__MATERIAL PROVIDED__

::::::::

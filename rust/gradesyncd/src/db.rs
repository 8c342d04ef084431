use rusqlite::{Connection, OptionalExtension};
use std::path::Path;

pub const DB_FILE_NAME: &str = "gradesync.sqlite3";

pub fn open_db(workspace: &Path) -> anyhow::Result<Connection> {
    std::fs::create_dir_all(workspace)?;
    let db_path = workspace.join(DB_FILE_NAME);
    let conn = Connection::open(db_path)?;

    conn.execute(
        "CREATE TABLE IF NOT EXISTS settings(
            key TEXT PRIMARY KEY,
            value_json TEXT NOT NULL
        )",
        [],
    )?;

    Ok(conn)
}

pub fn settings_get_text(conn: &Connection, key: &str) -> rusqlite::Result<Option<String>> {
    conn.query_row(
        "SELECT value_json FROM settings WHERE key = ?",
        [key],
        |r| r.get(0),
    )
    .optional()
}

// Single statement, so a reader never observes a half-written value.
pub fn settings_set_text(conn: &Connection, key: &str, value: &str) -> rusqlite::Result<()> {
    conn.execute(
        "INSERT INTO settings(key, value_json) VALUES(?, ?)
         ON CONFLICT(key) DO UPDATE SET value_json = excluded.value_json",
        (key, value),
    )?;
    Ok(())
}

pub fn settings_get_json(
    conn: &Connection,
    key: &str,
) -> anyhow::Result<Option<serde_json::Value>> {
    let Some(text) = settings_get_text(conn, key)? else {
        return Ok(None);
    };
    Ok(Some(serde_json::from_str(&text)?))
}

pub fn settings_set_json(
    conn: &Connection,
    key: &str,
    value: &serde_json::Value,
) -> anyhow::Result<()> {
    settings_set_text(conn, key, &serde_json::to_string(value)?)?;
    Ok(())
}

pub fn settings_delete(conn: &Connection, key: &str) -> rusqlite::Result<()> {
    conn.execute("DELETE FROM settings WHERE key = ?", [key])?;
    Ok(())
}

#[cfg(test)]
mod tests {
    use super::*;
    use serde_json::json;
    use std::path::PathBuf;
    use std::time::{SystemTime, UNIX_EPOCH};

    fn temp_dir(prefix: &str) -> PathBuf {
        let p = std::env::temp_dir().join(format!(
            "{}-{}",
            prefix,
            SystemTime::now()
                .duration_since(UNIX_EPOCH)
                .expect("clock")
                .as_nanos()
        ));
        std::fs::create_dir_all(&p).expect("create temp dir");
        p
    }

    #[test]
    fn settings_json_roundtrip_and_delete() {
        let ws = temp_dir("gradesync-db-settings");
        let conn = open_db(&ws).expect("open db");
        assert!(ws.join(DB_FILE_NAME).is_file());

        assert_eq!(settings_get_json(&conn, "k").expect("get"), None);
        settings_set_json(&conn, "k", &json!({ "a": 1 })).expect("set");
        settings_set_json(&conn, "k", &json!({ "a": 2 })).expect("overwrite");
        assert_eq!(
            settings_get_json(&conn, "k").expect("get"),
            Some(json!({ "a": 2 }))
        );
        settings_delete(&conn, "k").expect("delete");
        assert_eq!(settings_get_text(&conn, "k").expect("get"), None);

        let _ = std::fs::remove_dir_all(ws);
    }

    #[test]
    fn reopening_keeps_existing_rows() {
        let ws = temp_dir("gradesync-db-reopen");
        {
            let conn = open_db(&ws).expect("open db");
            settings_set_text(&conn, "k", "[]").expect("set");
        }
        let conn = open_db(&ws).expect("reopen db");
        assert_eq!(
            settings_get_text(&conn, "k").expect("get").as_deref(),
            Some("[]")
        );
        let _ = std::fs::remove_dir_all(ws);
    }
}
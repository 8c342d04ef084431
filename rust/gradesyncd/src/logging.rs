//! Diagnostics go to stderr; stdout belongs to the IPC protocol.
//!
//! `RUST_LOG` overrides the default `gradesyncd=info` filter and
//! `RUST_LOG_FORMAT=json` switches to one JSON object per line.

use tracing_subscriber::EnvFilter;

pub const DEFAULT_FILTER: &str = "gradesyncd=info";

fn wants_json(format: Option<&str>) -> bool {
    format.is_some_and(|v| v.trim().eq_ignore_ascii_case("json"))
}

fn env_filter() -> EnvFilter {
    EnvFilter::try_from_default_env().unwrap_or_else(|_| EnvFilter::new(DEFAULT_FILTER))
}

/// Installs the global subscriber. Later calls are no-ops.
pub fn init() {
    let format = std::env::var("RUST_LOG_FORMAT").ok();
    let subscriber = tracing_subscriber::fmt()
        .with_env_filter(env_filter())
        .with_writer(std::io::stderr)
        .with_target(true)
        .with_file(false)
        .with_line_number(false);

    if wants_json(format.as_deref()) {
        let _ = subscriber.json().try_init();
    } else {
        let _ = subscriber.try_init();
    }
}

::::::::

__TASK PROMPT__
Exactly reproduce all of the entries above.

__REPLY__
filename rust/gradesyncd/src/db.rs
repository 8c342d04ef084431
use rusqlite::{Connection, OptionalExtension};
use std::path::Path;

pub const DB_FILE_NAME: &str = "gradesync.sqlite3";

pub fn open_db(workspace: &Path) -> anyhow::Result<Connection> {
    std::fs::create_dir_all(workspace)?;
    let db_path = workspace.join(DB_FILE_NAME);
    let conn = Connection::open(db_path)?;

    conn.execute(
        "CREATE TABLE IF NOT EXISTS settings(
            key TEXT PRIMARY KEY,
            value_json TEXT NOT NULL
        )",
        [],
    )?;

    Ok(conn)
}

pub fn settings_get_text(conn: &Connection, key: &str) -> rusqlite::Result<Option<String>> {
    conn.query_row(
        "SELECT value_json FROM settings WHERE key = ?",
        [key],
        |r| r.get(0),
    )
    .optional()
}

// Single statement, so a reader never observes a half-written value.
pub fn settings_set_text(conn: &Connection, key: &str, value: &str) -> rusqlite::Result<()> {
    conn.execute(
        "INSERT INTO settings(key, value_json) VALUES(?, ?)
         ON CONFLICT(key) DO UPDATE SET value_json = excluded.value_json",
        (key, value),
    )?;
    Ok(())
}

pub fn settings_get_json(
    conn: &Connection,
    key: &str,
) -> anyhow::Result<Option<serde_json::Value>> {
    let Some(text) = settings_get_text(conn, key)? else {
        return Ok(None);
    };
    Ok(Some(serde_json::from_str(&text)?))
}

pub fn settings_set_json(
    conn: &Connection,
    key: &str,
    value: &serde_json::Value,
) -> anyhow::Result<()> {
    settings_set_text(conn, key, &serde_json::to_string(value)?)?;
    Ok(())
}

pub fn settings_delete(conn: &Connection, key: &str) -> rusqlite::Result<()> {
    conn.execute("DELETE FROM settings WHERE key = ?", [key])?;
    Ok(())
}

#[cfg(test)]
mod tests {
    use super::*;
    use serde_json::json;
    use std::path::PathBuf;
    use std::time::{SystemTime, UNIX_EPOCH};

    fn temp_dir(prefix: &str) -> PathBuf {
        let p = std::env::temp_dir().join(format!(
            "{}-{}",
            prefix,
            SystemTime::now()
                .duration_since(UNIX_EPOCH)
                .expect("clock")
                .as_nanos()
        ));
        std::fs::create_dir_all(&p).expect("create temp dir");
        p
    }

    #[test]
    fn settings_json_roundtrip_and_delete() {
        let ws = temp_dir("gradesync-db-settings");
        let conn = open_db(&ws).expect("open db");
        assert!(ws.join(DB_FILE_NAME).is_file());

        assert_eq!(settings_get_json(&conn, "k").expect("get"), None);
        settings_set_json(&conn, "k", &json!({ "a": 1 })).expect("set");
        settings_set_json(&conn, "k", &json!({ "a": 2 })).expect("overwrite");
        assert_eq!(
            settings_get_json(&conn, "k").expect("get"),
            Some(json!({ "a": 2 }))
        );
        settings_delete(&conn, "k").expect("delete");
        assert_eq!(settings_get_text(&conn, "k").expect("get"), None);

        let _ = std::fs::remove_dir_all(ws);
    }

    #[test]
    fn reopening_keeps_existing_rows() {
        let ws = temp_dir("gradesync-db-reopen");
        {
            let conn = open_db(&ws).expect("open db");
            settings_set_text(&conn, "k", "[]").expect("set");
        }
        let conn = open_db(&ws).expect("reopen db");
        assert_eq!(
            settings_get_text(&conn, "k").expect("get").as_deref(),
            Some("[]")
        );
        let _ = std::fs::remove_dir_all(ws);
    }
}
repository 8c342d04ef084431
filename rust/gradesyncd/src/logging.rs
//! Diagnostics go to stderr; stdout belongs to the IPC protocol.
//!
//! `RUST_LOG` overrides the default `gradesyncd=info` filter and
//! `RUST_LOG_FORMAT=json` switches to one JSON object per line.

use tracing_subscriber::EnvFilter;

pub const DEFAULT_FILTER: &str = "gradesyncd=info";

fn wants_json(format: Option<&str>) -> bool {
    format.is_some_and(|v| v.trim().eq_ignore_ascii_case("json"))
}

fn env_filter() -> EnvFilter {
    EnvFilter::try_from_default_env().unwrap_or_else(|_| EnvFilter::new(DEFAULT_FILTER))
}

/// Installs the global subscriber. Later calls are no-ops.
pub fn init() {
    let format = std::env::var("RUST_LOG_FORMAT").ok();
    let subscriber = tracing_subscriber::fmt()
        .with_env_filter(env_filter())
        .with_writer(std::io::stderr)
        .with_target(true)
        .with_file(false)
        .with_line_number(false);

    if wants_json(format.as_deref()) {
        let _ = subscriber.json().try_init();
    } else {
        let _ = subscriber.try_init();
    }
}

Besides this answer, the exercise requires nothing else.